__What to work on__
Below are some records; output exactly the lines from the line with "the page boundary." to the line with "pub fn validate_full_name(name: &str)", both ends kept, and nothing more.

---- Data shown

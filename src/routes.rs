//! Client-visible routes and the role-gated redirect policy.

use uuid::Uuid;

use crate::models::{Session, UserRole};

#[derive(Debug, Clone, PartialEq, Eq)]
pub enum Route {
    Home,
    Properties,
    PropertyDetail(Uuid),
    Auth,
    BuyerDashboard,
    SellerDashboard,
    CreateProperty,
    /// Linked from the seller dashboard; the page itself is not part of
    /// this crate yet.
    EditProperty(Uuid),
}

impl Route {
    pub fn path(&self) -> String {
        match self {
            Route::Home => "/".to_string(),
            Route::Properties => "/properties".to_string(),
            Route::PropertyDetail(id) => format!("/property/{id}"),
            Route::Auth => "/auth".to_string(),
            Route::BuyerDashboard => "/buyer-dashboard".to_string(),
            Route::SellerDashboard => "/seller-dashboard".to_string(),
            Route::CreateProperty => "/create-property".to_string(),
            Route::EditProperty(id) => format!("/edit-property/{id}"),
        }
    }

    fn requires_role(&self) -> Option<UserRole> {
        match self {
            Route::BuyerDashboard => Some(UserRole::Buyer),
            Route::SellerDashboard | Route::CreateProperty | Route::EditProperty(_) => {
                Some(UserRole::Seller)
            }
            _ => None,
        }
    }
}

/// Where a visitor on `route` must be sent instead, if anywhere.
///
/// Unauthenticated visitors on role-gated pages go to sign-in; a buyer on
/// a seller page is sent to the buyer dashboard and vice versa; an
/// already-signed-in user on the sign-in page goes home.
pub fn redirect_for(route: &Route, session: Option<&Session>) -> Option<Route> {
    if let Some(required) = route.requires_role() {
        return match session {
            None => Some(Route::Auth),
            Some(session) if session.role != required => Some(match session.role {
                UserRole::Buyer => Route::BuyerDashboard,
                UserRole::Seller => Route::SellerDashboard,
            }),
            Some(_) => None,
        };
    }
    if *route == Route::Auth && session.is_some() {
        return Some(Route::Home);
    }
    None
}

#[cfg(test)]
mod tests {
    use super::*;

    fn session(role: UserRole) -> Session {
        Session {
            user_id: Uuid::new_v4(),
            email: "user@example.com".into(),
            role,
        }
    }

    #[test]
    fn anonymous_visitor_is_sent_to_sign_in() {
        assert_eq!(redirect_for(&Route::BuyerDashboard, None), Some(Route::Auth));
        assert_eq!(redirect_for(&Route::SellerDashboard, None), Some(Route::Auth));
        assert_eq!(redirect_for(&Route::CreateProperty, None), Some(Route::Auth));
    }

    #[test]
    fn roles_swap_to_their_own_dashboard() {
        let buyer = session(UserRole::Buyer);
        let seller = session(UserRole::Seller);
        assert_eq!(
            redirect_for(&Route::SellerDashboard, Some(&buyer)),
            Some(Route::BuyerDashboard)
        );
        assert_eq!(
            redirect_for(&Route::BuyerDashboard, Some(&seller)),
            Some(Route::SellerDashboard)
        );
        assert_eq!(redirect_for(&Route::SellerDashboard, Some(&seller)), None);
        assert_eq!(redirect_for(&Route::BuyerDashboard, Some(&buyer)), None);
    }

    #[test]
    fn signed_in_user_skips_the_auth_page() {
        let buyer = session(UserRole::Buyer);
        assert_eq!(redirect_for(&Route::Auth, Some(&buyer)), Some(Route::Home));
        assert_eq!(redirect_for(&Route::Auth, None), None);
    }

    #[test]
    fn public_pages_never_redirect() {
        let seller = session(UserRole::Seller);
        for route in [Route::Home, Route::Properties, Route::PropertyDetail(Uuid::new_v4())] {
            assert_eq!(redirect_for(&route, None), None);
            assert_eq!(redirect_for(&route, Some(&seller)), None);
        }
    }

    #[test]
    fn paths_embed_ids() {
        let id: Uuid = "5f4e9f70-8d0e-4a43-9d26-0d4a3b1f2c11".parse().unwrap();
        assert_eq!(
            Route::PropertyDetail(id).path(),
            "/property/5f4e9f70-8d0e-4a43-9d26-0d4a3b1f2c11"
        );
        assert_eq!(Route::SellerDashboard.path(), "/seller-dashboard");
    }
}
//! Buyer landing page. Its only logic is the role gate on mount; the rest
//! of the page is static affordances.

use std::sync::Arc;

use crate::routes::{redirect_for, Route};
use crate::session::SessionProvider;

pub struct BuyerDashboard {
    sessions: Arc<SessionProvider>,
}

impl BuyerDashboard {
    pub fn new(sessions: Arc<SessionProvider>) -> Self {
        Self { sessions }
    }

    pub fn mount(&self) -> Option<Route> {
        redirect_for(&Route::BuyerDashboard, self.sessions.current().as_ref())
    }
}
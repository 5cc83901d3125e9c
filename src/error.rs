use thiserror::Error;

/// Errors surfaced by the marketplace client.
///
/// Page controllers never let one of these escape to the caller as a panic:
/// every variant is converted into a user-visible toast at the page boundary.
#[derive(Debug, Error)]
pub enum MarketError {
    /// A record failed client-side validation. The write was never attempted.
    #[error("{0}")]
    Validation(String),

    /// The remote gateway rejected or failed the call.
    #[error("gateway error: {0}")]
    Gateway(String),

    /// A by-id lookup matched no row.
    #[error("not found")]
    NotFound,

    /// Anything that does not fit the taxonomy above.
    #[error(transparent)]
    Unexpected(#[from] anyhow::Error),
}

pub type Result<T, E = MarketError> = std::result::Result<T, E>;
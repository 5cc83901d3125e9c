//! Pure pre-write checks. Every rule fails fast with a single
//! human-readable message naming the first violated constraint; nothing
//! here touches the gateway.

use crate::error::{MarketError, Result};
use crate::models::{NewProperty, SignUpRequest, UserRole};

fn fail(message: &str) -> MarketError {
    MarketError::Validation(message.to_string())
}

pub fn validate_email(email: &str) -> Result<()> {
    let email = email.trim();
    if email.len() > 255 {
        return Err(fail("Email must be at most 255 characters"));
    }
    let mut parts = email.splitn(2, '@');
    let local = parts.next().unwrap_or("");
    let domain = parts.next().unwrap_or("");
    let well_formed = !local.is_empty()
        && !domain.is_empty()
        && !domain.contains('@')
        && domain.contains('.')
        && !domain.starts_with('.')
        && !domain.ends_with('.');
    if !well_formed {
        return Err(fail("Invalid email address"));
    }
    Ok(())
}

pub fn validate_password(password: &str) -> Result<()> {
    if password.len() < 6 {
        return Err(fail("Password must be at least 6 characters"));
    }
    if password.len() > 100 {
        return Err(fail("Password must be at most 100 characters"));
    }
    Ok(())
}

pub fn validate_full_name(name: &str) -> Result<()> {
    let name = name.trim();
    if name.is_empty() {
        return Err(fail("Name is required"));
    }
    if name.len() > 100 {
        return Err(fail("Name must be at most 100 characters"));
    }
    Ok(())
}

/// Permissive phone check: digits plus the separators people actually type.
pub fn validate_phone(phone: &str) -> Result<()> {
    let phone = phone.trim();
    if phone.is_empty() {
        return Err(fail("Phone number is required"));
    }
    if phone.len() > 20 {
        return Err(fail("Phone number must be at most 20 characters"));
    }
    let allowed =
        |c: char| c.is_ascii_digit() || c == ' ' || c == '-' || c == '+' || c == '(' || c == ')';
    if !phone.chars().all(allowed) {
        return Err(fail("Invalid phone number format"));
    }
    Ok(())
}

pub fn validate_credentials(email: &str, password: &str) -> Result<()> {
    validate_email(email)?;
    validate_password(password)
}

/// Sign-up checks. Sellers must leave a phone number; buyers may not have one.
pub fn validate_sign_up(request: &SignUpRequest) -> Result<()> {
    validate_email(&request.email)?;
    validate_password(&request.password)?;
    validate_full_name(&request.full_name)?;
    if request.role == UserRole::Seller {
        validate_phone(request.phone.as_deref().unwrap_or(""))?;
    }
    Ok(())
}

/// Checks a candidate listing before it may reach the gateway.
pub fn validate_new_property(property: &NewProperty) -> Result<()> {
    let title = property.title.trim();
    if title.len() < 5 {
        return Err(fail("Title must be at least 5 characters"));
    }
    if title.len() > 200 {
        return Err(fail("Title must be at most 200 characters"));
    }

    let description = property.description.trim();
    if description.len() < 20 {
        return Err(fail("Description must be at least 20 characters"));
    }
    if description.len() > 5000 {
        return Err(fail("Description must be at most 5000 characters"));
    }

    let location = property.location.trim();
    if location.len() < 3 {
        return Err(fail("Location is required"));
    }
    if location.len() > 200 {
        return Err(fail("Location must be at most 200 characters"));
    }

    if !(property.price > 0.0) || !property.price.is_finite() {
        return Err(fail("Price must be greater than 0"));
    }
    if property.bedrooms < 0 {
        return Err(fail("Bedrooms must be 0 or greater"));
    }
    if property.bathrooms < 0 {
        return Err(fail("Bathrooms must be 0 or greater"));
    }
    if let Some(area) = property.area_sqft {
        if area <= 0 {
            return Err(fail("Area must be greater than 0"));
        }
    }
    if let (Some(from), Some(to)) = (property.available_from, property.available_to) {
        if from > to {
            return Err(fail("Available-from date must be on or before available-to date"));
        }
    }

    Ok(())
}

--------

__Response for this exercise__
/// every variant is converted into a user-visible toast at the page boundary.
#[derive(Debug, Error)]
pub enum MarketError {
    /// A record failed client-side validation. The write was never attempted.
    #[error("{0}")]
    Validation(String),

    /// The remote gateway rejected or failed the call.
    #[error("gateway error: {0}")]
    Gateway(String),

    /// A by-id lookup matched no row.
    #[error("not found")]
    NotFound,

    /// Anything that does not fit the taxonomy above.
    #[error(transparent)]
    Unexpected(#[from] anyhow::Error),
}

pub type Result<T, E = MarketError> = std::result::Result<T, E>;
repository 5cc83901d3125e9c
//! Pure pre-write checks. Every rule fails fast with a single
//! human-readable message naming the first violated constraint; nothing
//! here touches the gateway.

use crate::error::{MarketError, Result};
use crate::models::{NewProperty, SignUpRequest, UserRole};

fn fail(message: &str) -> MarketError {
    MarketError::Validation(message.to_string())
}

pub fn validate_email(email: &str) -> Result<()> {
    let email = email.trim();
    if email.len() > 255 {
        return Err(fail("Email must be at most 255 characters"));
    }
    let mut parts = email.splitn(2, '@');
    let local = parts.next().unwrap_or("");
    let domain = parts.next().unwrap_or("");
    let well_formed = !local.is_empty()
        && !domain.is_empty()
        && !domain.contains('@')
        && domain.contains('.')
        && !domain.starts_with('.')
        && !domain.ends_with('.');
    if !well_formed {
        return Err(fail("Invalid email address"));
    }
    Ok(())
}

pub fn validate_password(password: &str) -> Result<()> {
    if password.len() < 6 {
        return Err(fail("Password must be at least 6 characters"));
    }
    if password.len() > 100 {
        return Err(fail("Password must be at most 100 characters"));
    }
    Ok(())
}

pub fn validate_full_name(name: &str) -> Result<()> {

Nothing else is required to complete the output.